I explore how hypervigilance affects so many areas of my life in another post, on expecting disaster.

In this same post, I mention that my elder son was diagnosed with Type 1 diabetes. This happened when he was 12. My hypervigilance meant that he was never in danger (unlike so many at diagnosis) — but this reality did not stop me from the crashing feeling that somehow I had not done enough: I had not kept him safe from harm.

When E was diagnosed, my world collapsed. I remember leaving him in hospital and coming home that first night, sobbing uncontrollably into his pillow. This remains the sharpest and most wrenching grief I have ever experienced. I remember what I was feeling: how can this happen when I have tried so hard? I have made it through everything life handed to me — why make my boy suffer too? I knew beyond doubt that he would suffer. That he was watching his life change on a dime, forever, and there was nothing any of us could do about it.

Type 1 diabetes is a life-threatening, completely life-changing, autoimmune condition.

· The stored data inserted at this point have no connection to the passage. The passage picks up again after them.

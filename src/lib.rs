pub type CIResult<T> = anyhow::Result<T>;

pub mod args;
pub mod config;
pub mod error;
pub mod flags;
pub mod maven;
pub mod modules;
pub mod ops;
pub mod util;

/// Binary name of the smoke test runner.
pub const SMOKE_BIN_NAME: &str = "run-it-smoke-tests";

/// Instance name shared by the static Bigtable and Spanner backends.
pub const STATIC_INSTANCE: &str = "teleport";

Developing it has nothing to do with diet or environment; the propensity is likely hard-wired, which means that it’s inevitable in some people. Type 1 is most often diagnosed in young people, and there are millions of families around the globe who face this particular grief — the grief of their child losing a carefree life, losing aspects of their childhood. From then on, every bit of food, every outing — and for several years, every night — is dominated by blood sugar readings, 24/7. From that moment, we could never just ‘jump in the car’ or ‘just go for a walk’. Everything had to be planned. Everything changed. This is the way it is for every family. It’s an intense, encompassing grief for the life we can never have again.

Four years later, also at age 12, our second son evidenced another chronic condition, hEDS (which, it turns out, I have too). He suffered an intractable knee dislocation which sent him miles in an ambulance to the hospital, having to bear excruciating pain. For eight years afterward, until we located a good surgeon, he lurched from crisis to crisis, emergency to emergency, pain to pain. As is common, he has numerous other chronic co-morbidities from hEDS. His life too had been turned upside down. Again: I had hoped to have one child with an ‘unencumbered’ life — but this was not to be. It took a long time for me to accept that I couldn’t ‘save’ him either, that I couldn’t make everything better. Let me at least make his life lighter.

I had wanted my own early suffering to be worth something. To matter. I wanted those difficult years to ‘count’ in the balancing out of Good and Bad. I had endured the Bad; surely now my children were due the Good?

The truth is: there are no scales of justice. Living through abuse does not mean that later life will be free of more bad luck. There is no such thing as ‘getting what you deserve’. Life doesn’t work like that, either for good or ill. We all know that finding our way through the lifelong damage of abuse is not counterbalanced by our abusers suffering in kind. The huge majority of abusers are never brought to account, either formally or informally. Whereas we, we all know, continue to pay the price they never pay.

When first one then the other of my two children had to face their life-long disabilities, I had to face that the neglect and sexual abuse of my early life did not somehow secure their wellbeing. I had to face that life never was and never has been fair. And that I had suffered for no apparent reason. For a long time, this realisation tore me apart. I had so wanted — so wanted — everything now, after my childhood and young life — to be just fine. To have borne what I did so I could accumulate Good Things for the future.

Over time I guess that I have learned — we have learned — to live with injustice, to navigate it. It’s been a necessary lesson. To value where we are now — rather than look for a time when we will be free of all this. None of us have had it ‘easy’, whatever that means. (I tend to think no one has it ‘easy’.) But somehow, through everything, we have cultivated genuine love. Genuine kindness. Genuine and fierce ties that bind us together, even when stretched over thousands of miles. I’m proud of us. The cost at times still feels immense — the grief bottomless, the suffering of no real use — but we got here, and for that I will be forever grateful.